I like this idea too, but I think it would overwhelm the system. I imagine that the amount of Dream FP's handed out is no where near as many as it would be if each resort guest got one.
I'm not familiar with the DVC passes.

While I love being immersed in the Disney Magic...I need more persuasion.
I usually prefer offsite because the Value rooms are too small, Moderate Resorts do not have room service (and I LOVE room service:rolleyes1 ), EMH seems like it's always crowded, and I refuse to pay the prices they want for Deluxes.

Anyone at Disney listening??:flower3:
 
I still firmly believe that WDW should hand out those dream fastpasses (or something like that) to all guests checking into WDW resorts. I think it would be a nice perk for our patronage. It would give resort guests a little extra - being able to use the fastpass for Space Mountain, for example, immediately while also being able to access another fast pass when you put your park pass through. To me, this will keep the flow of fast pass traffic moving quickly. We went to WDW in June, and waited 20 minutes for Buzz Lightyear - and we had fast passes.

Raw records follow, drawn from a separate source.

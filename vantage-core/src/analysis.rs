//! Analysis records and the collaborator traits the core consumes.
//!
//! The scraper and the model client live outside this workspace. The core only
//! sees them through [`Scraper`] and [`Analyzer`], treating both as opaque,
//! potentially slow, potentially failing calls.

use crate::error::VantageResult;
use crate::key::NormalizedUrl;
use crate::Timestamp;
use async_trait::async_trait;
use serde::{Deserialize, Serialize};
use std::sync::Arc;
use uuid::Uuid;

/// Content returned by the scraper for one page.
#[derive(Debug, Clone, PartialEq, Serialize, Deserialize)]
pub struct ScrapedContent {
    /// URL that was scraped.
    pub url: String,
    /// Page title, when the scraper found one.
    pub title: Option<String>,
    /// Raw page markup.
    pub html: String,
    /// Visible text extracted by the scraper.
    pub text: String,
    /// When the page was fetched.
    pub scraped_at: Timestamp,
}

/// Output of the AI analysis for one page.
#[derive(Debug, Clone, PartialEq, Serialize, Deserialize)]
pub struct WebsiteAnalysis {
    /// Short prose summary of the site.
    pub summary: String,
    /// Individual findings or recommendations.
    pub insights: Vec<String>,
    /// Optional overall score (0.0 to 100.0).
    pub score: Option<f64>,
    /// Model identifier that produced the analysis.
    pub model: String,
    /// When the analysis finished.
    pub analyzed_at: Timestamp,
}

/// Combined result handed to the caller for persistence.
#[derive(Debug, Clone, PartialEq, Serialize, Deserialize)]
pub struct AnalysisResult {
    /// Identifier for the persisted record (UUIDv7).
    pub analysis_id: Uuid,
    /// Canonical URL the result belongs to.
    pub url: NormalizedUrl,
    /// Scraped page content.
    pub scraped: Arc<ScrapedContent>,
    /// AI analysis output.
    pub analysis: Arc<WebsiteAnalysis>,
    /// True if the scrape was served from cache.
    pub scrape_cached: bool,
    /// True if the analysis was served from cache.
    pub analysis_cached: bool,
    /// When the combined result was assembled.
    pub completed_at: Timestamp,
}

/// Caller options for a single analysis request.
#[derive(Debug, Clone, Copy, Default, PartialEq, Eq, Serialize, Deserialize)]
pub struct AnalyzeOptions {
    /// Ignore cached results and run the pipeline again.
    #[serde(default)]
    pub force_reanalyze: bool,
    /// Admission priority; higher runs first. `None` uses the configured default.
    #[serde(default)]
    pub priority: Option<i32>,
}

impl AnalyzeOptions {
    /// Options that bypass the cache.
    pub fn forced() -> Self {
        Self {
            force_reanalyze: true,
            priority: None,
        }
    }

    /// Set the admission priority.
    pub fn with_priority(mut self, priority: i32) -> Self {
        self.priority = Some(priority);
        self
    }
}

/// Progress of a URL through the pipeline, derived from cache presence and
/// in-flight work rather than stored.
#[derive(Debug, Clone, Copy, PartialEq, Eq, Hash, Serialize, Deserialize)]
#[serde(rename_all = "snake_case")]
pub enum AnalysisState {
    NotStarted,
    ScrapePending,
    ScrapeDone,
    AnalysisPending,
    AnalysisDone,
}

impl AnalysisState {
    /// True while work for the URL is queued or running.
    pub fn is_pending(&self) -> bool {
        matches!(self, Self::ScrapePending | Self::AnalysisPending)
    }
}

/// Page scraper. Implementations must be thread-safe.
#[async_trait]
pub trait Scraper: Send + Sync {
    /// Fetch and extract the content of a page.
    async fn scrape(&self, url: &str) -> VantageResult<ScrapedContent>;
}

/// AI analysis client. Implementations must be thread-safe.
#[async_trait]
pub trait Analyzer: Send + Sync {
    /// Analyze previously scraped content.
    async fn analyze(&self, content: &ScrapedContent) -> VantageResult<WebsiteAnalysis>;
}
//! Coordinator Routes

use axum::{extract::State, routing::get, Json, Router};
use std::sync::Arc;
use vantage_queue::CoordinatorMetricsSnapshot;

use crate::service::VantageService;

/// GET /api/v1/queue/metrics - Admission counters and queue gauges
pub async fn queue_metrics(
    State(service): State<Arc<VantageService>>,
) -> Json<CoordinatorMetricsSnapshot> {
    Json(service.coordinator_metrics())
}

pub fn create_router(service: Arc<VantageService>) -> Router {
    Router::new()
        .route("/metrics", get(queue_metrics))
        .with_state(service)
}
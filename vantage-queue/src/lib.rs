//! Vantage Queue - Single-Flight Request Coordinator
//!
//! Deduplicates concurrent work by key, runs each operation once on a
//! detached driver, fans the outcome out to every waiter, and grants a fixed
//! number of concurrency slots by priority.

pub mod coordinator;
pub mod metrics;
pub mod task;

pub use coordinator::{RequestCoordinator, TaskHandle};
pub use metrics::{CoordinatorMetrics, CoordinatorMetricsSnapshot};
pub use task::{TaskState, TaskStatus, TaskToken};
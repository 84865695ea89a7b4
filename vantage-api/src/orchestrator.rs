//! Analysis Orchestrator
//!
//! Runs the scrape → analyze → assemble pipeline for one URL. Every stage
//! checks its cache namespace first and otherwise runs through the
//! [`RequestCoordinator`], so concurrent requests for the same URL share one
//! scrape, one analysis, and one assembled result.
//!
//! Coordinator keys per normalized URL:
//! - `scrape:{url}` fetches the page and fills `scraped`
//! - `analyze:{url}` runs the model and fills `ai-analysis`
//! - `finalize:{url}` assembles the result and fills `final-analysis`
//!
//! Each stage writes its cache entry from inside the coordinated operation,
//! so a caller that stops waiting still leaves the result cached. A canceled
//! stage writes nothing.
//!
//! The orchestrator does not retry. Failures carry their phase and URL.

use chrono::Utc;
use std::future::Future;
use std::sync::Arc;
use std::time::Duration;
use vantage_cache::CacheManager;
use vantage_core::{
    new_id, AnalysisError, AnalysisResult, AnalysisState, AnalyzeOptions, Analyzer, CacheKey,
    CoordinatorError, NormalizedUrl, ScrapedContent, Scraper, UrlNormalizer, VantageError,
    VantageResult, WebsiteAnalysis, AI_ANALYSIS_NAMESPACE, FINAL_ANALYSIS_NAMESPACE,
    SCRAPED_NAMESPACE,
};
use vantage_queue::{RequestCoordinator, TaskToken};

// ============================================================================
// KEYS
// ============================================================================

/// Cache and coordinator keys for one normalized URL.
#[derive(Debug, Clone)]
struct PipelineKeys {
    scraped: CacheKey,
    ai_analysis: CacheKey,
    final_analysis: CacheKey,
    scrape_task: String,
    analyze_task: String,
    finalize_task: String,
}

impl PipelineKeys {
    fn new(url: &NormalizedUrl) -> Self {
        Self {
            scraped: CacheKey::new(SCRAPED_NAMESPACE, url),
            ai_analysis: CacheKey::new(AI_ANALYSIS_NAMESPACE, url),
            final_analysis: CacheKey::new(FINAL_ANALYSIS_NAMESPACE, url),
            scrape_task: format!("scrape:{}", url),
            analyze_task: format!("analyze:{}", url),
            finalize_task: format!("finalize:{}", url),
        }
    }

    fn tasks(&self) -> [&str; 3] {
        [&self.scrape_task, &self.analyze_task, &self.finalize_task]
    }
}

#[derive(Debug, Clone, Copy)]
enum Phase {
    Scrape,
    Analysis,
}

/// Tag a pipeline failure with its phase and URL.
///
/// Coordinator outcomes that are not failures of the work itself (cancel,
/// timeout, rejection) and errors already tagged pass through unchanged.
fn phase_error(err: VantageError, phase: Phase, url: &NormalizedUrl) -> VantageError {
    match err {
        VantageError::Coordinator(
            CoordinatorError::Canceled { .. }
            | CoordinatorError::Timeout { .. }
            | CoordinatorError::CapacityExceeded { .. },
        )
        | VantageError::Analysis(_)
        | VantageError::Validation(_) => err,
        other => {
            let url = url.to_string();
            let reason = match other {
                VantageError::Collaborator(reason) => reason,
                other => other.to_string(),
            };
            match phase {
                Phase::Scrape => AnalysisError::ScrapeFailed { url, reason }.into(),
                Phase::Analysis => AnalysisError::AnalysisFailed { url, reason }.into(),
            }
        }
    }
}

// ============================================================================
// ORCHESTRATOR
// ============================================================================

/// Composes the cache, the coordinator, and the two collaborators.
#[derive(Clone)]
pub struct AnalysisOrchestrator {
    cache: Arc<CacheManager>,
    coordinator: RequestCoordinator,
    scraper: Arc<dyn Scraper>,
    analyzer: Arc<dyn Analyzer>,
    normalizer: UrlNormalizer,
    default_priority: i32,
    wait_timeout: Option<Duration>,
}

impl std::fmt::Debug for AnalysisOrchestrator {
    fn fmt(&self, f: &mut std::fmt::Formatter<'_>) -> std::fmt::Result {
        f.debug_struct("AnalysisOrchestrator")
            .field("coordinator", &self.coordinator)
            .field("normalizer", &self.normalizer)
            .field("default_priority", &self.default_priority)
            .field("wait_timeout", &self.wait_timeout)
            .finish_non_exhaustive()
    }
}

impl AnalysisOrchestrator {
    pub fn new(
        cache: Arc<CacheManager>,
        coordinator: RequestCoordinator,
        scraper: Arc<dyn Scraper>,
        analyzer: Arc<dyn Analyzer>,
    ) -> Self {
        Self {
            cache,
            coordinator,
            scraper,
            analyzer,
            normalizer: UrlNormalizer::default(),
            default_priority: 0,
            wait_timeout: None,
        }
    }

    /// Use a normalizer with a query allow-list.
    pub fn with_normalizer(mut self, normalizer: UrlNormalizer) -> Self {
        self.normalizer = normalizer;
        self
    }

    /// Priority for requests that do not set one.
    pub fn with_default_priority(mut self, priority: i32) -> Self {
        self.default_priority = priority;
        self
    }

    /// Give up waiting on a coordinated stage after `wait`.
    pub fn with_wait_timeout(mut self, wait: Option<Duration>) -> Self {
        self.wait_timeout = wait;
        self
    }

    pub fn cache(&self) -> &Arc<CacheManager> {
        &self.cache
    }

    pub fn coordinator(&self) -> &RequestCoordinator {
        &self.coordinator
    }

    /// Analyze a website, reusing cached and in-flight work.
    pub async fn analyze_website(
        &self,
        raw_url: &str,
        options: AnalyzeOptions,
    ) -> VantageResult<Arc<AnalysisResult>> {
        let url = self.normalizer.normalize(raw_url)?;
        let keys = PipelineKeys::new(&url);
        let priority = options.priority.unwrap_or(self.default_priority);

        if options.force_reanalyze {
            self.invalidate(&keys);
            tracing::info!(url = %url, "Forced reanalysis, cached results invalidated");
        } else if let Some(result) = self
            .cache
            .get::<AnalysisResult>(FINAL_ANALYSIS_NAMESPACE, &keys.final_analysis)
        {
            tracing::debug!(
                url = %url,
                analysis_id = %result.analysis_id,
                "Final analysis served from cache"
            );
            return Ok(result);
        }

        let (scraped, scrape_cached) = self.scraped_content(&url, &keys, priority).await?;
        let (analysis, analysis_cached) = self
            .website_analysis(&url, &keys, priority, scraped.clone())
            .await?;

        let cache = Arc::clone(&self.cache);
        let final_key = keys.final_analysis.clone();
        let result_url = url.clone();
        let result = self
            .coordinate(keys.finalize_task.clone(), priority, move |token| async move {
                // A concurrent caller may have assembled it already.
                if let Some(existing) =
                    cache.get::<AnalysisResult>(FINAL_ANALYSIS_NAMESPACE, &final_key)
                {
                    return Ok::<_, VantageError>(existing);
                }
                let result = Arc::new(AnalysisResult {
                    analysis_id: new_id(),
                    url: result_url,
                    scraped,
                    analysis,
                    scrape_cached,
                    analysis_cached,
                    completed_at: Utc::now(),
                });
                if !token.is_canceled() {
                    cache.put(FINAL_ANALYSIS_NAMESPACE, final_key, Arc::clone(&result));
                }
                Ok::<_, VantageError>(result)
            })
            .await
            .map_err(|e| phase_error(e, Phase::Analysis, &url))?;

        tracing::info!(
            url = %url,
            analysis_id = %result.analysis_id,
            scrape_cached = result.scrape_cached,
            analysis_cached = result.analysis_cached,
            "Website analysis completed"
        );
        Ok(result)
    }

    /// Where the pipeline stands for a URL.
    pub fn state(&self, raw_url: &str) -> VantageResult<AnalysisState> {
        let url = self.normalizer.normalize(raw_url)?;
        let keys = PipelineKeys::new(&url);

        let state = if self.coordinator.is_in_flight(&keys.analyze_task)
            || self.coordinator.is_in_flight(&keys.finalize_task)
        {
            AnalysisState::AnalysisPending
        } else if self
            .cache
            .contains(FINAL_ANALYSIS_NAMESPACE, &keys.final_analysis)
            || self.cache.contains(AI_ANALYSIS_NAMESPACE, &keys.ai_analysis)
        {
            AnalysisState::AnalysisDone
        } else if self.coordinator.is_in_flight(&keys.scrape_task) {
            AnalysisState::ScrapePending
        } else if self.cache.contains(SCRAPED_NAMESPACE, &keys.scraped) {
            AnalysisState::ScrapeDone
        } else {
            AnalysisState::NotStarted
        };
        Ok(state)
    }

    async fn scraped_content(
        &self,
        url: &NormalizedUrl,
        keys: &PipelineKeys,
        priority: i32,
    ) -> VantageResult<(Arc<ScrapedContent>, bool)> {
        if let Some(content) = self
            .cache
            .get::<ScrapedContent>(SCRAPED_NAMESPACE, &keys.scraped)
        {
            return Ok((content, true));
        }

        let scraper = Arc::clone(&self.scraper);
        let cache = Arc::clone(&self.cache);
        let cache_key = keys.scraped.clone();
        let target = url.to_string();
        let content = self
            .coordinate(keys.scrape_task.clone(), priority, move |token| async move {
                let content = Arc::new(scraper.scrape(&target).await?);
                if token.is_canceled() {
                    tracing::debug!(url = %target, "Scrape canceled, result not cached");
                } else {
                    cache.put(SCRAPED_NAMESPACE, cache_key, Arc::clone(&content));
                }
                Ok::<_, VantageError>(content)
            })
            .await
            .map_err(|e| phase_error(e, Phase::Scrape, url))?;
        Ok((content, false))
    }

    async fn website_analysis(
        &self,
        url: &NormalizedUrl,
        keys: &PipelineKeys,
        priority: i32,
        scraped: Arc<ScrapedContent>,
    ) -> VantageResult<(Arc<WebsiteAnalysis>, bool)> {
        if let Some(analysis) = self
            .cache
            .get::<WebsiteAnalysis>(AI_ANALYSIS_NAMESPACE, &keys.ai_analysis)
        {
            return Ok((analysis, true));
        }

        let analyzer = Arc::clone(&self.analyzer);
        let cache = Arc::clone(&self.cache);
        let cache_key = keys.ai_analysis.clone();
        let analysis = self
            .coordinate(keys.analyze_task.clone(), priority, move |token| async move {
                let analysis = Arc::new(analyzer.analyze(&scraped).await?);
                if token.is_canceled() {
                    tracing::debug!(url = %scraped.url, "Analysis canceled, result not cached");
                } else {
                    cache.put(AI_ANALYSIS_NAMESPACE, cache_key, Arc::clone(&analysis));
                }
                Ok::<_, VantageError>(analysis)
            })
            .await
            .map_err(|e| phase_error(e, Phase::Analysis, url))?;
        Ok((analysis, false))
    }

    async fn coordinate<T, F, Fut>(
        &self,
        key: String,
        priority: i32,
        operation: F,
    ) -> VantageResult<T>
    where
        T: Clone + Send + Sync + 'static,
        F: FnOnce(TaskToken) -> Fut + Send + 'static,
        Fut: Future<Output = VantageResult<T>> + Send + 'static,
    {
        let handle = self
            .coordinator
            .submit_with_token(key, priority, operation)?;
        match self.wait_timeout {
            Some(wait) => handle.wait_timeout(wait).await,
            None => handle.wait().await,
        }
    }

    fn invalidate(&self, keys: &PipelineKeys) {
        self.cache.invalidate(SCRAPED_NAMESPACE, &keys.scraped);
        self.cache.invalidate(AI_ANALYSIS_NAMESPACE, &keys.ai_analysis);
        self.cache
            .invalidate(FINAL_ANALYSIS_NAMESPACE, &keys.final_analysis);
        for task in keys.tasks() {
            self.coordinator.forget(task);
        }
    }
}

#[cfg(test)]
mod tests {
    use super::*;

    fn url(raw: &str) -> NormalizedUrl {
        UrlNormalizer::default().normalize(raw).expect("valid url")
    }

    #[test]
    fn test_pipeline_keys() {
        let keys = PipelineKeys::new(&url("https://Acme.test/"));
        assert_eq!(keys.scraped.as_str(), "scraped:https://acme.test");
        assert_eq!(keys.ai_analysis.as_str(), "ai-analysis:https://acme.test");
        assert_eq!(keys.final_analysis.as_str(), "final-analysis:https://acme.test");
        assert_eq!(
            keys.tasks(),
            [
                "scrape:https://acme.test",
                "analyze:https://acme.test",
                "finalize:https://acme.test"
            ]
        );
    }

    #[test]
    fn test_phase_error_tags_collaborator_failures() {
        let target = url("https://acme.test");
        let err = phase_error(
            VantageError::collaborator("connection refused"),
            Phase::Scrape,
            &target,
        );
        assert_eq!(
            err,
            VantageError::from(AnalysisError::ScrapeFailed {
                url: "https://acme.test".to_string(),
                reason: "connection refused".to_string(),
            })
        );

        let panicked = VantageError::from(CoordinatorError::TaskPanicked {
            key: "analyze:https://acme.test".to_string(),
            reason: "boom".to_string(),
        });
        let err = phase_error(panicked, Phase::Analysis, &target);
        assert!(matches!(
            err,
            VantageError::Analysis(AnalysisError::AnalysisFailed { .. })
        ));
    }

    #[test]
    fn test_phase_error_passes_coordinator_outcomes_through() {
        let target = url("https://acme.test");
        let canceled = VantageError::from(CoordinatorError::Canceled {
            key: "scrape:https://acme.test".to_string(),
        });
        assert_eq!(
            phase_error(canceled.clone(), Phase::Scrape, &target),
            canceled
        );

        let timeout = VantageError::from(CoordinatorError::Timeout {
            key: "analyze:https://acme.test".to_string(),
            waited: Duration::from_secs(1),
        });
        assert!(phase_error(timeout, Phase::Analysis, &target).is_timeout());
    }
}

I would think this would make the waits at a fp line a lot longer and would not solve anything. Unless they totally did away with the fp machines and did this, but that i would think would just create more problems.
 
I still firmly believe that WDW should hand out those dream fastpasses (or something like that) to all guests checking into WDW resorts. I think it would be a nice perk for our patronage.

Don't they do something similar to that at Universal? I'm not sure b/c I've never been there, but I seem to remember someone telling me that once....:confused3 Wonder how that works out for them...
 
Don't they do something similar to that at Universal? I'm not sure b/c I've never been there, but I seem to remember someone telling me that once....:confused3 Wonder how that works out for them...
Yes, they do but it works only because there are only 3 hotels so it's not really that many people, compared to Disney's onsite capacity.